One columnist's look at what the future holds
This time next year, the defending Super Bowl champion Seahawks will be watching the big game on TVs at their homes or in some hotel in L.A. or Orange County, as many of them will already be in California as participants in the final NFL Pro Bowl.
Wondering what happened. How they didn’t repeat. How this generation’s best defense allowed another team to beat them in their quest to be further engraved in NFL history.
(Part of the Seahawks’ non-repeat, outside of losing Klint Kubiak as OC, might be the NFL not wanting the most joyless, all-chill-personality champions in this modern-day turn-up football history to have the final spotlight on them two Februarys in a row. Well, that was true until the team showed up to the parade and turnt all the way up. Which could end up being another NFL reason.)
This time next year, there will be no Winter Olympics for a Super Bowl to hand off its energy to. No Lindsey Vonn heroic Shakespearean tragedy to capture the nation’s attention. No Mike Tirico heroics calling the Olympics immediately after being in the booth live-calling the Super Bowl. No ‘‘Quad Gods’’ to be fascinated by.

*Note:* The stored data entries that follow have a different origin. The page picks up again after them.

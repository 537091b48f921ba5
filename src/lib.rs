#![warn(missing_docs)]

//! # `cubescan`
//!
//! Turns the sticker colors of a scanned 2x2 or 3x3 cube into a sequence of face turns that solves it.
//! Begin with a flat list of sampled colors, face by face in [`Face::SCAN_ORDER`], and hand it to a [`ScanSession`].
//! Each stage is also usable on its own: [`ColorClusterer`] to resolve colors, [`FaceletCubeBuilder`](builder::FaceletCubeBuilder)
//! to describe a cube, and [`PocketSolver`] or [`PhasedSolver`] to solve one.
//!
//! # Internals
//! Colors are compared with the CIEDE2000 difference in CIE Lab space (see [`metric`]).
//! A scan of `6k²` samples is partitioned greedily: every pairwise distance is computed once, then six groups of `k²` are grown
//! from the closest free pair by repeatedly adding the free sample nearest to any member.
//! Groups are labeled by channel heuristics, telling blue from green by their distance to pure blue.
//!
//! Once every sticker is named by the face it belongs to, one of two solvers takes over:
//!
//! 1. 2x2 cubes are solved by a bidirectional breadth first search over 24 facelets, turning only R, U and F
//! so that the DLB corner never moves. Only that corner's three colors are tracked.
//! 2. 3x3 cubes are described by 20 cubicle labels and solved with Thistlethwaite's algorithm as simplified by Stefan Pochmann:
//! four bidirectional searches, each restricted to fewer moves and comparing states by a coarser key than the last.
//!
//! Both return a [`Solution`], folded so that no two adjacent turns share a face.

pub use cluster::{CanonicalColorMap, ColorClusterer, ColorGroup, ColorSample};
pub use color::{Hsv, Lab, Rgb, Xyz};
pub use config::SolverConfig;
pub use cubie::{CubeState, Move};
pub use error::{ColorParsingError, Error, FaceParsingError, Result, SolutionGenerationError};
pub use face::Face;
pub use notation::{NotationParser, Solution, Turn};
pub use palette::{ColorLabel, ReferencePalette};
pub use pocket::PocketSolver;
pub use session::{ScanOutcome, ScanSession, SolverInput};
pub use solver::{Phase, PhasedSolver};

pub mod builder;
pub(crate) mod cluster;
pub(crate) mod color;
pub(crate) mod config;
pub mod cubie;
pub mod error;
pub(crate) mod face;
pub mod metric;
pub mod notation;
pub(crate) mod palette;
pub mod pocket;
pub(crate) mod session;
pub(crate) mod solver;
mod tests;
#[cfg(feature = "wasm")]
pub mod wasm;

This time next year, the Epstein files will still be being discussed and still be being
unredacted.
There will be no feel good buzz hanging over a Derrick Rose jersey retirement here in Chicago. Gary, Indiana — and Iowa — will be totally out of the conversation for the Bears’ stadium being there. There won’t be stories being written about what the Bears need to do the next season to get to where the Seahawks once were. Non-baseball geeks of Chicago will legitimately care about pitchers and catchers reporting to spring training for the Cubs . . . and the White Sox.
There will be no deep-seated heartache surrounding decisions made by the Bulls’ new president of basketball ops and GM at the trading deadline. No gutting of the roster with no plan in sight. Yet the conversations about how the team didn’t get Giannis Antetokounmpo over the offseason will still exist. And exist. And persist.
There will be interest and energy for the NBA All-Star showcase — no longer called a game. The three-team round-robin tournament with USA young vs. USA old vs. World for this year will have — even with so many players missing (dodging?) it this weekend — returned some passion and pride to what for years (since the 2020 game in Chicago and years prior to that) had become one of the worst sporting events on the annual American sports calendar.
There will be no reposts from Donald Trump co-signing his true beliefs on Black un-evolution and white supremacy, only because he will be too busy waving at the crowd from his suite at Super Bowl LXI. But a first-year intern from Michelle Obama’s ‘‘team’’ will ‘‘accidentally’’ post a video of the president in full orangutan likeness without being photoshopped. Blame AI.
This time next year, Robert Kraft and Bill Belichick will be voted into the Pro Football Hall of Fame.
There will be no Bad Bunny backlash coming from Turning Point USA or the White House because Jelly Roll or Snoop will be the forced entertainment to calm the resilience and resistance of the Kendrick Lamar/Bad Bunny back-to-back SB ‘‘non-white, un-American’’ halftime takeovers.
There will be much attention on NCAA women’s basketball and the final season of Unrivaled. The WNBA strike that held up the 2026 season will have made the owners give the players everything they asked for in their new CBA, with one catch: a non-compete clause by another league owned by WNBA players. And the pre-Super Bowl game in women’s college ball will be USC vs. USC. Dawn Staley’s unbeaten squad vs. JuJu Watkins. It will be all the everything.
There will also be no former G League players in the NCAA. The Pistons won’t be involved in another squabble. (Not brawl.) And all of the talk surrounding the NBA will be about the year’s rookie class as the ‘‘greatest rookie class in the history of the game.’’
This time next year, people will have unfortunately forgotten the names Breezy Johnson and Erin Jackson. With no Olympics, they won’t be as prominent and meaningful then as they are right now. But somehow Hunter Hess will have remained a part of the larger societal conversation. Also, Bank of America will not have aired a TV spot as powerful as its Aretha Franklin-driven ‘‘Something Big’’ spot during the week of and after the Super Bowl to bring the country together.
And, lord willing, there will not be a kidnapping of a national anchor’s mother at the forefront of the entire country’s concerns.
This time next year, the Bears’ current 25-1 odds — their shortest preseason Super Bowl odds since 2019 — will be 5-1 odds the day after SB LXI.
Because the day after Valentine’s Day 2027, the Bears will be walking off the field at SoFi Stadium having suffered the same defeat the Patriots just did as the Ravens or Broncos hoist the Lombardi. Only for coach Ben Johnson to vow during a news conference in Halas Hall the following Monday that the next year, 2028, the Bears will not return home from Mercedes-Benz Stadium empty-handed.